• [Task to carry out]:
Only the lines of the data holding the string "ToolbarConfig" need to be returned.

Stored data:
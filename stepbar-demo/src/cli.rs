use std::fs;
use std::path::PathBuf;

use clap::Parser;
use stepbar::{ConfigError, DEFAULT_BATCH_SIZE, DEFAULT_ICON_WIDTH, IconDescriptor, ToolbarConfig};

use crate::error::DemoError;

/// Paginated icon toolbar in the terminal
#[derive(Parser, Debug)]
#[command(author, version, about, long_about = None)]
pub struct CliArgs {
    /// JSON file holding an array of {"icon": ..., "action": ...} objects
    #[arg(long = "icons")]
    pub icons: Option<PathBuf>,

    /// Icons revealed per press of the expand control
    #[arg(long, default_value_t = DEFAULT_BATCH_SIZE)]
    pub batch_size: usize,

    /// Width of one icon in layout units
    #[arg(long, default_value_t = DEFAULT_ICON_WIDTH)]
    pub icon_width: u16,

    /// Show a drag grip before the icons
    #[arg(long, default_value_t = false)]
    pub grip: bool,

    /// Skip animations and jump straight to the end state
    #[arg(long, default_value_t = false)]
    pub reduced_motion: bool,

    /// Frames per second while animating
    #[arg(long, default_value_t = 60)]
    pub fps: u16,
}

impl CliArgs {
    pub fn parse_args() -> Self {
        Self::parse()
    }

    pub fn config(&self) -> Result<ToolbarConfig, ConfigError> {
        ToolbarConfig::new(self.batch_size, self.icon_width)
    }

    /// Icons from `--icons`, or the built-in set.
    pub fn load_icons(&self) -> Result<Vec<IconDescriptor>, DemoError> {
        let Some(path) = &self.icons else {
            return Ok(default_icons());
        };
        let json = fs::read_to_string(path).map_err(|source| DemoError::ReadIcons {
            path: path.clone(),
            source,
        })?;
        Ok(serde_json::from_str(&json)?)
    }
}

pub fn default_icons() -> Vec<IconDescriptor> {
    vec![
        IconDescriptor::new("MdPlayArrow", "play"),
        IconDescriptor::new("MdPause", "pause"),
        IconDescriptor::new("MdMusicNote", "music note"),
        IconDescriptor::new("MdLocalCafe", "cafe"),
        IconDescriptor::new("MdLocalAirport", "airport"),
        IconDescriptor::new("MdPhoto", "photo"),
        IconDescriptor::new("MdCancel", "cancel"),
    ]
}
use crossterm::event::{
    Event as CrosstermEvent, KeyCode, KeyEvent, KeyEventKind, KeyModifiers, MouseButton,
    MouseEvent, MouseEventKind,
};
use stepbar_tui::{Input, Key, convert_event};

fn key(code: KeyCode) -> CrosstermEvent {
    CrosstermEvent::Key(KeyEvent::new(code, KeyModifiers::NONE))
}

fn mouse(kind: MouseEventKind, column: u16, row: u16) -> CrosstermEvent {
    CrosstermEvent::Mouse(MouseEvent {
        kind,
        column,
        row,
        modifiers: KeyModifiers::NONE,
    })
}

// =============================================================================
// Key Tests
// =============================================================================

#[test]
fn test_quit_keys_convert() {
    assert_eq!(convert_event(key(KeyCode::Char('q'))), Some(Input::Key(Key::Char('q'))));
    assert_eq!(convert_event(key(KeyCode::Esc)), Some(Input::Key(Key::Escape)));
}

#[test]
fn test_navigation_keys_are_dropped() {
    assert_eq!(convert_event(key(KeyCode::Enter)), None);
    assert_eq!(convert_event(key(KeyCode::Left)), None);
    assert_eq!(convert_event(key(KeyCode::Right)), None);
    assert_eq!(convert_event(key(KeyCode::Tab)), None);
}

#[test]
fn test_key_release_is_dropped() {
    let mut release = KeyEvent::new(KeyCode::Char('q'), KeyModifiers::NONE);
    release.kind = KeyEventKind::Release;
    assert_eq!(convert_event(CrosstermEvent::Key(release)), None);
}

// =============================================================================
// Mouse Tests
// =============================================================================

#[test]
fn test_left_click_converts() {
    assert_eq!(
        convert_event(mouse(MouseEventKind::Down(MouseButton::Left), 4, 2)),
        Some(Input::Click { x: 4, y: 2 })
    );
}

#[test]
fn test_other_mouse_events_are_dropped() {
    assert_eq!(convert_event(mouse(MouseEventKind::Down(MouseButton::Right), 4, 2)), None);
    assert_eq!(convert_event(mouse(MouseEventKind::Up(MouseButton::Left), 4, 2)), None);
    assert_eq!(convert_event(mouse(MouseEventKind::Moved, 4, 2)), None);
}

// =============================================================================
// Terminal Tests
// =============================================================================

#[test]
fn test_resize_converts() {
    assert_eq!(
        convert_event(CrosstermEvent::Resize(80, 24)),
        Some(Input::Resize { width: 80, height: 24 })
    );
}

• [Response area]:
use stepbar::{ConfigError, DEFAULT_BATCH_SIZE, DEFAULT_ICON_WIDTH, IconDescriptor, ToolbarConfig};
    pub fn config(&self) -> Result<ToolbarConfig, ConfigError> {
        ToolbarConfig::new(self.batch_size, self.icon_width)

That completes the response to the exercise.